O Conselheiro Tutelar, por expressa definição legal, exerce uma função considerada de relevância pública e que deve ocorrer em regime de dedicação exclusiva. É neste sentido que o artigo 135[3] do Estatuto da Criança e do Adolescente define que a função de Conselheiro Tutelar constitui um munus público.
Considerando a relevância do serviço prestado pelo Conselho Tutelar e a dedicação exclusiva, podemos afirmar que o horário de funcionamento, deve ser integral, ou seja, em dois turnos durante o dia, além de plantões para o atendimento das ocorrências, reclamações e denúncias efetuadas durante a noite, aos domingos e feriados, pois a violação de direitos das crianças e adolescentes não tem hora marcada para acontecer.
Neste contexto, é igualmente correto afirmar que o Legislador não considerou a atuação do membro do Conselho Tutelar, não levou em conta as condições daquele que é responsável pela materialização da proteção integral e prioridade absoluta previstos constitucionalmente.
O Conselheiro Tutelar exerce função considerada de caráter público relevante (art. 135) e para tal torna-se indispensável uma remuneração digna, inclusive com a previsão expressa de direitos sociais, tais como férias, horas extraordinárias, especialmente para os casos de plantão, décimo terceiro salário, inclusão e assistência previdenciárias, além de outros direitos trabalhistas garantidos aos demais integrantes da administração pública. (Custódio, 2009, p. 91/92).
De qualquer forma, a Lei 8069 de 13 de julho de 1990 garantiu o direito à remuneração dos Conselheiros Tutelares, porém, por esta lei estabelecer regras gerais, a regulamentação desta matéria deve estar prevista na lei de cada município.[4]

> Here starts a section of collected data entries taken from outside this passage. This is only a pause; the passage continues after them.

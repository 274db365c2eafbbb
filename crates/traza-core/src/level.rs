//! Bin power to dB conversion and full-scale normalization.

use libm::{exp2, log10};

/// Power of one FFT bin in dB, normalized by the bin count `m`.
///
/// Zero-power bins are clamped to the smallest positive double before the
/// logarithm, so silent captures produce a deep but finite level instead
/// of `-inf`.
pub fn power_db(re: f64, im: f64, m: usize) -> f64 {
    let mut power = re * re + im * im;
    if power == 0.0 {
        power = f64::MIN_POSITIVE;
    }
    let m = m as f64;
    10.0 * log10(power / (m * m))
}

/// Full-scale correction in dB for samples from a converter with
/// `bits_used` significant bits.
///
/// Raw codes span `±2^(bits_used - 1)`; this constant rescales bin powers
/// so a full-scale tone reads near 0 dB. Returns `None` when `bits_used`
/// is zero, which marks a channel that never reported its resolution.
pub fn fft_corr_db(bits_used: u32) -> Option<f64> {
    if bits_used == 0 {
        return None;
    }
    Some(20.0 * log10(2.0 / exp2(f64::from(bits_used - 1))))
}

#[cfg(test)]
mod tests {
    use super::*;

    #[test]
    fn unit_bin_of_unit_spectrum_is_zero_db() {
        assert!(power_db(1.0, 0.0, 1).abs() < 1e-12);
    }

    #[test]
    fn bin_count_normalization_scales_down() {
        // Same bin value over m bins reads 20*log10(m) lower.
        let reference = power_db(4.0, 3.0, 1);
        let normalized = power_db(4.0, 3.0, 100);
        assert!((reference - normalized - 40.0).abs() < 1e-9);
    }

    #[test]
    fn silence_is_finite() {
        let level = power_db(0.0, 0.0, 4096);
        assert!(level.is_finite());
        assert!(level < -3000.0);
    }

    #[test]
    fn two_bit_converters_need_no_correction() {
        // Full scale is ±2, exactly the reference amplitude.
        let corr = fft_corr_db(2).unwrap();
        assert!(corr.abs() < 1e-12);
    }

    #[test]
    fn twelve_bit_correction_matches_closed_form() {
        let corr = fft_corr_db(12).unwrap();
        let expected = 20.0 * log10(2.0 / 2048.0);
        assert!((corr - expected).abs() < 1e-12);
        assert!(corr < 0.0);
    }

    #[test]
    fn zero_bit_depth_is_rejected() {
        assert_eq!(fft_corr_db(0), None);
    }
}
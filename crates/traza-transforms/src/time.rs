//! Time-domain and constellation traces.
//!
//! Neither trace runs an FFT. [`TimeTransform`] shows one channel against
//! sample index with optional elementwise shaping; [`ConstellationTransform`]
//! plots one channel against another point by point, a pure display remap.

use crate::error::TransformError;
use crate::settings::{ConstellationSettings, TimeSettings};
use crate::source::SharedSamples;

/// Value substituted for the reciprocal of a zero sample, matching what
/// capture frontends report for an open input.
const INVERSE_OF_ZERO: f32 = 65_535.0;

/// One channel's samples against time.
pub struct TimeTransform {
    settings: TimeSettings,
    channel: SharedSamples,
    x_axis: Vec<f32>,
    y_axis: Vec<f32>,
}

impl TimeTransform {
    /// Build a time trace over one channel.
    pub fn new(channel: SharedSamples, settings: TimeSettings) -> Result<Self, TransformError> {
        settings.validate()?;
        let n = settings.num_samples;
        let mut x_axis = Vec::new();
        x_axis.try_reserve_exact(n)?;
        match settings.max_x_axis {
            Some(max_x) => x_axis.extend((0..n).map(|i| i as f32 * max_x / n as f32)),
            None => x_axis.extend((0..n).map(|i| i as f32)),
        }
        let mut y_axis = Vec::new();
        y_axis.try_reserve_exact(n)?;
        y_axis.resize(n, 0.0);
        Ok(Self {
            settings,
            channel,
            x_axis,
            y_axis,
        })
    }

    /// Copy the current capture into the trace, applying inverse, multiply
    /// and add in that fixed order.
    pub fn update(&mut self) -> Result<(), TransformError> {
        let data = self.channel.borrow();
        let n = self.settings.num_samples;
        for (slot, sample) in self
            .y_axis
            .iter_mut()
            .zip(data.iter().copied().chain(std::iter::repeat(0.0)))
            .take(n)
        {
            let mut value = sample;
            if self.settings.invert {
                value = if value == 0.0 {
                    INVERSE_OF_ZERO
                } else {
                    1.0 / value
                };
            }
            if let Some(factor) = self.settings.multiply {
                value *= factor;
            }
            if let Some(offset) = self.settings.add {
                value += offset;
            }
            *slot = value;
        }
        Ok(())
    }

    /// X axis: sample index, or scaled into `0..max_x_axis` when configured.
    pub fn x_axis(&self) -> &[f32] {
        &self.x_axis
    }

    /// Shaped samples of the last update.
    pub fn y_axis(&self) -> &[f32] {
        &self.y_axis
    }

    /// The configuration this trace runs under.
    pub fn settings(&self) -> &TimeSettings {
        &self.settings
    }
}

/// One channel against another, point by point.
///
/// The trace owns copies of both captures; there is no shaping, only the
/// remap from two time series onto a plane.
pub struct ConstellationTransform {
    settings: ConstellationSettings,
    channel_x: SharedSamples,
    channel_y: SharedSamples,
    x_axis: Vec<f32>,
    y_axis: Vec<f32>,
}

impl ConstellationTransform {
    /// Build a constellation over an x/y channel pair.
    pub fn new(
        channel_x: SharedSamples,
        channel_y: SharedSamples,
        settings: ConstellationSettings,
    ) -> Result<Self, TransformError> {
        settings.validate()?;
        let n = settings.num_samples;
        let mut x_axis = Vec::new();
        x_axis.try_reserve_exact(n)?;
        x_axis.resize(n, 0.0);
        let mut y_axis = Vec::new();
        y_axis.try_reserve_exact(n)?;
        y_axis.resize(n, 0.0);
        Ok(Self {
            settings,
            channel_x,
            channel_y,
            x_axis,
            y_axis,
        })
    }

    /// Copy the current captures into the trace.
    pub fn update(&mut self) -> Result<(), TransformError> {
        let n = self.settings.num_samples;
        let x_data = self.channel_x.borrow();
        for (slot, sample) in self
            .x_axis
            .iter_mut()
            .zip(x_data.iter().copied().chain(std::iter::repeat(0.0)))
            .take(n)
        {
            *slot = sample;
        }
        let y_data = self.channel_y.borrow();
        for (slot, sample) in self
            .y_axis
            .iter_mut()
            .zip(y_data.iter().copied().chain(std::iter::repeat(0.0)))
            .take(n)
        {
            *slot = sample;
        }
        Ok(())
    }

    /// First channel's samples of the last update.
    pub fn x_axis(&self) -> &[f32] {
        &self.x_axis
    }

    /// Second channel's samples of the last update.
    pub fn y_axis(&self) -> &[f32] {
        &self.y_axis
    }

    /// The configuration this trace runs under.
    pub fn settings(&self) -> &ConstellationSettings {
        &self.settings
    }
}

Deixar à discricionariedade do município a regulamentação de regra geral que irá causar ônus ao mesmo é estabelecer um direito que fragiliza a atuação do Conselho Tutelar. O interesse normativo ao encargo da municipalidade, aliado ao fato da iniciativa ser do executivo local, impede a eficácia integral da citada norma, vez que a adequação da qualidade da remuneração dos Conselheiros Tutelares restará prejudicada.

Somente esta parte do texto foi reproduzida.